Search code examples
c#linqienumerableset-theory

Finding symmetric difference with LINQ


I have two collections a and b. I would like to compute the set of items in either a or b, but not in both (a logical exclusive or). With LINQ, I can come up with this:

IEnumerable<T> Delta<T>(IEnumerable<T> a, IEnumerable<T> b)
{
    return a.Except (b).Union (b.Except (a));
}

I wonder if there are other more efficient or more compact ways of producing the difference between the two collections.

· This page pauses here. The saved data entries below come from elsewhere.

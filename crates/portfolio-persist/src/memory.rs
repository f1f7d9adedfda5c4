use std::cmp::Reverse;

use async_trait::async_trait;
use chrono::Utc;
use portfolio_types::{
    BlogPost, BlogPostUpdate, ContactMessage, ListMessagesOptions, ListPostsOptions,
    NewBlogPost, NewContactMessage, PostOrder,
};
use tokio::sync::RwLock;

use crate::error::{PersistError, Result};
use crate::trait_client::PersistenceClient;

#[derive(Default)]
struct Tables {
    posts: Vec<BlogPost>,
    messages: Vec<ContactMessage>,
    next_post_id: i64,
    next_message_id: i64,
}

impl Tables {
    fn post_id(&mut self) -> i64 {
        self.next_post_id += 1;
        self.next_post_id
    }

    fn message_id(&mut self) -> i64 {
        self.next_message_id += 1;
        self.next_message_id
    }
}

/// Process-local store used by tests and the `memory` backend.
///
/// A single lock covers both tables, so id assignment and the slug check
/// happen atomically with the insert.
#[derive(Default)]
pub struct InMemoryPersistenceClient {
    tables: RwLock<Tables>,
}

impl InMemoryPersistenceClient {
    pub fn new() -> Self {
        Self::default()
    }
}

#[async_trait]
impl PersistenceClient for InMemoryPersistenceClient {
    fn backend(&self) -> &'static str {
        "memory"
    }

    async fn ping(&self) -> Result<()> {
        Ok(())
    }

    async fn create_post(&self, post: NewBlogPost) -> Result<BlogPost> {
        let mut tables = self.tables.write().await;

        if tables.posts.iter().any(|p| p.slug == post.slug) {
            return Err(PersistError::DuplicateSlug(post.slug));
        }

        let id = tables.post_id();
        let stored = BlogPost::from_new(id, post, Utc::now());
        tables.posts.push(stored.clone());
        Ok(stored)
    }

    async fn update_post(&self, slug: &str, update: BlogPostUpdate) -> Result<BlogPost> {
        let mut tables = self.tables.write().await;

        let post = tables
            .posts
            .iter_mut()
            .find(|p| p.slug == slug)
            .ok_or_else(|| PersistError::PostNotFound(slug.to_string()))?;

        post.apply_update(update, Utc::now());
        Ok(post.clone())
    }

    async fn get_post(&self, slug: &str) -> Result<Option<BlogPost>> {
        let tables = self.tables.read().await;
        Ok(tables.posts.iter().find(|p| p.slug == slug).cloned())
    }

    async fn list_posts(&self, options: &ListPostsOptions) -> Result<Vec<BlogPost>> {
        let tables = self.tables.read().await;

        let mut posts: Vec<BlogPost> = tables
            .posts
            .iter()
            .filter(|p| options.matches(p.published))
            .cloned()
            .collect();

        match options.order {
            PostOrder::Newest => posts.sort_by_key(|p| Reverse((p.created_at, p.id))),
            PostOrder::Oldest => posts.sort_by_key(|p| (p.created_at, p.id)),
        }
        Ok(posts)
    }

    async fn create_message(&self, message: NewContactMessage) -> Result<ContactMessage> {
        let mut tables = self.tables.write().await;

        let id = tables.message_id();
        let stored = ContactMessage::from_new(id, message, Utc::now());
        tables.messages.push(stored.clone());
        Ok(stored)
    }

    async fn list_messages(&self, options: &ListMessagesOptions) -> Result<Vec<ContactMessage>> {
        let tables = self.tables.read().await;

        let mut messages: Vec<ContactMessage> = tables
            .messages
            .iter()
            .filter(|m| !options.unread_only || !m.read)
            .cloned()
            .collect();
        messages.sort_by_key(|m| Reverse((m.created_at, m.id)));
        Ok(messages)
    }

    async fn set_message_read(&self, id: i64, read: bool) -> Result<ContactMessage> {
        let mut tables = self.tables.write().await;

        let message = tables
            .messages
            .iter_mut()
            .find(|m| m.id == id)
            .ok_or(PersistError::MessageNotFound(id))?;

        message.read = read;
        Ok(message.clone())
    }
}
use serde::{Deserialize, Serialize};
use utoipa::ToSchema;

/// Sort order for blog post listings
#[derive(Debug, Clone, Copy, Default, PartialEq, Eq, Serialize, Deserialize, ToSchema)]
#[serde(rename_all = "lowercase")]
pub enum PostOrder {
    /// `created_at` descending, ties broken by id descending
    #[default]
    Newest,
    /// Insertion order
    Oldest,
}

/// Explicit listing parameters. The defaults return every post, newest first.
#[derive(Debug, Clone, Default, PartialEq, Eq, Serialize, Deserialize)]
pub struct ListPostsOptions {
    #[serde(default)]
    pub order: PostOrder,
    /// `None` returns drafts and published posts alike
    #[serde(default)]
    pub published: Option<bool>,
}

impl ListPostsOptions {
    pub fn new() -> Self {
        Self::default()
    }

    pub fn order(mut self, order: PostOrder) -> Self {
        self.order = order;
        self
    }

    pub fn published(mut self, published: bool) -> Self {
        self.published = Some(published);
        self
    }

    pub fn matches(&self, published: bool) -> bool {
        self.published.map_or(true, |wanted| wanted == published)
    }
}

/// Admin inbox listing parameters. Messages are always newest first.
#[derive(Debug, Clone, Copy, Default, PartialEq, Eq, Serialize, Deserialize)]
pub struct ListMessagesOptions {
    #[serde(default)]
    pub unread_only: bool,
}

impl ListMessagesOptions {
    pub fn unread_only() -> Self {
        Self { unread_only: true }
    }
}

#[cfg(test)]
mod tests {
    use super::*;

    #[test]
    fn test_defaults_return_everything_newest_first() {
        let opts = ListPostsOptions::default();
        assert_eq!(opts.order, PostOrder::Newest);
        assert!(opts.matches(true));
        assert!(opts.matches(false));
    }

    #[test]
    fn test_published_filter() {
        let opts = ListPostsOptions::new().published(true);
        assert!(opts.matches(true));
        assert!(!opts.matches(false));
    }

    #[test]
    fn test_order_parses_lowercase() {
        let opts: ListPostsOptions =
            serde_json::from_str(r#"{"order": "oldest", "published": false}"#).unwrap();
        assert_eq!(opts.order, PostOrder::Oldest);
        assert_eq!(opts.published, Some(false));
    }
}
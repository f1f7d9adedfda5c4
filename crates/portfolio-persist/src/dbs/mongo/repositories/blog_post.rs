use futures::TryStreamExt;
use mongodb::options::{IndexOptions, ReturnDocument};
use mongodb::{bson, bson::doc, bson::Document, Client, Collection, IndexModel};
use portfolio_types::{BlogPostUpdate, ListPostsOptions, PostOrder};

use super::is_duplicate_key;
use crate::dbs::mongo::models::MongoBlogPost;
use crate::error::{PersistError, Result};

#[derive(Clone)]
pub struct MongoBlogPostRepository {
    collection: Collection<MongoBlogPost>,
}

impl MongoBlogPostRepository {
    pub fn new(client: &Client, db_name: &str) -> Self {
        let collection = client.database(db_name).collection("blog_posts");
        Self { collection }
    }

    /// Create the unique slug index (idempotent)
    pub async fn ensure_indexes(&self) -> Result<()> {
        let slug_index = IndexModel::builder()
            .keys(doc! { "slug": 1 })
            .options(IndexOptions::builder().unique(true).build())
            .build();
        self.collection.create_index(slug_index).await?;
        Ok(())
    }

    /// Insert a post, mapping unique-index violations to `DuplicateSlug`
    pub async fn insert_post(&self, post: MongoBlogPost) -> Result<MongoBlogPost> {
        match self.collection.insert_one(&post).await {
            Ok(_) => Ok(post),
            Err(e) if is_duplicate_key(&e) => Err(PersistError::DuplicateSlug(post.slug)),
            Err(e) => Err(e.into()),
        }
    }

    /// Get post by slug
    pub async fn get_post(&self, slug: &str) -> Result<Option<MongoBlogPost>> {
        let filter = doc! { "slug": slug };
        Ok(self.collection.find_one(filter).await?)
    }

    /// List posts with explicit ordering and published filter
    pub async fn list_posts(&self, options: &ListPostsOptions) -> Result<Vec<MongoBlogPost>> {
        let mut filter = Document::new();
        if let Some(published) = options.published {
            filter.insert("published", published);
        }

        let direction = match options.order {
            PostOrder::Newest => -1,
            PostOrder::Oldest => 1,
        };

        let posts = self
            .collection
            .find(filter)
            .sort(doc! { "created_at": direction, "_id": direction })
            .await?
            .try_collect()
            .await?;
        Ok(posts)
    }

    /// Rewrite content fields and refresh `updated_at`
    pub async fn update_post(
        &self,
        slug: &str,
        update: BlogPostUpdate,
    ) -> Result<Option<MongoBlogPost>> {
        let filter = doc! { "slug": slug };
        let update = doc! {
            "$set": {
                "title": update.title,
                "excerpt": update.excerpt,
                "content": update.content,
                "category": update.category,
                "tags": update.tags,
                "image_url": update.image_url,
                "published": update.published,
                "read_time": update.read_time,
                "updated_at": bson::DateTime::now(),
            }
        };

        let updated = self
            .collection
            .find_one_and_update(filter, update)
            .return_document(ReturnDocument::After)
            .await?;
        Ok(updated)
    }
}
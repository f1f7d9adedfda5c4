use axum::{
    extract::{
        rejection::{PathRejection, QueryRejection},
        Path, Query, State,
    },
    http::StatusCode,
    Json,
};
use serde::Deserialize;
use std::sync::Arc;

use portfolio_types::{
    ContactMessage, ListMessagesOptions, NewContactMessage, ReadFlagUpdate, Validated,
};

use crate::{error::ApiResult, extract::JsonBody, state::AppState};

#[derive(Debug, Deserialize)]
pub struct ListMessagesQuery {
    #[serde(default)]
    pub unread: bool,
}

/// Submit the contact form
///
/// The payload is validated here regardless of what the client checked.
/// Nothing is stored unless every field passes.
#[utoipa::path(
    post,
    path = "/api/contact",
    request_body = NewContactMessage,
    responses(
        (status = 201, description = "Message stored", body = ContactMessage),
        (status = 400, description = "Invalid fields", body = crate::error::ErrorBody),
        (status = 503, description = "Storage unavailable, retry later", body = crate::error::ErrorBody)
    ),
    tag = "contact"
)]
pub async fn submit_contact(
    State(state): State<Arc<AppState>>,
    JsonBody(input): JsonBody<NewContactMessage>,
) -> ApiResult<(StatusCode, Json<ContactMessage>)> {
    let input = input.validated().inspect_err(|failure| {
        tracing::info!(fields = ?failure.fields, "Contact submission rejected");
    })?;

    let message = state.persist.create_message(input).await?;
    tracing::info!(id = message.id, "Contact message stored");

    Ok((StatusCode::CREATED, Json(message)))
}

/// List contact messages (admin inbox), newest first
#[utoipa::path(
    get,
    path = "/api/contact-messages",
    params(
        ("unread" = Option<bool>, Query, description = "Only unread messages")
    ),
    responses(
        (status = 200, description = "Inbox", body = [ContactMessage])
    ),
    tag = "contact"
)]
pub async fn list_messages(
    State(state): State<Arc<AppState>>,
    query: Result<Query<ListMessagesQuery>, QueryRejection>,
) -> ApiResult<Json<Vec<ContactMessage>>> {
    let Query(query) = query?;
    let options = ListMessagesOptions {
        unread_only: query.unread,
    };

    let messages = state.persist.list_messages(&options).await?;
    Ok(Json(messages))
}

/// Mark a contact message read or unread
#[utoipa::path(
    patch,
    path = "/api/contact-messages/{id}/read",
    params(
        ("id" = i64, Path, description = "Message ID")
    ),
    request_body = ReadFlagUpdate,
    responses(
        (status = 200, description = "Message updated", body = ContactMessage),
        (status = 404, description = "Message not found", body = crate::error::ErrorBody)
    ),
    tag = "contact"
)]
pub async fn set_read(
    State(state): State<Arc<AppState>>,
    id: Result<Path<i64>, PathRejection>,
    JsonBody(ReadFlagUpdate { read }): JsonBody<ReadFlagUpdate>,
) -> ApiResult<Json<ContactMessage>> {
    let Path(id) = id?;

    let message = state.persist.set_message_read(id, read).await?;
    tracing::info!(id, read, "Contact message read flag set");

    Ok(Json(message))
}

Edit 1: Jon Skeet posted a first solution which does not preserve the order of the items by relying on a HashSet. I wonder if there are other approaches which would preserve the order of a and b in the output.


Solution

  • Use HashSet<T> directly - it has a SymmetricExceptWith method:

    HashSet<T> data = new HashSet<T>(a);
    data.SymmetricExceptWith(b);
    

    EDIT: If you want to maintain the order, here's an alternative:

    HashSet<T> data = new HashSet<T>(a);
    data.IntersectWith(b);
    foreach (T t in a.Concat(b))
    {
        if (!data.Contains(t))
        {
            yield return t;
        }
    }
    

    This has the following important differences:

    • Both a and b are iterated over twice. In some cases that could be a very bad thing - you could call ToList on each of them to start with to retain a buffer.
    • If there are duplicates in either a or b, they will be yielded multiple times. If you wanted to avoid this you could keep a set of already-yielded values. At this point, it would be equivalent to:

      a.Concat(b).Except(a.Intersect(b))
      

    That's still only two set operations instead of the three in your original code though.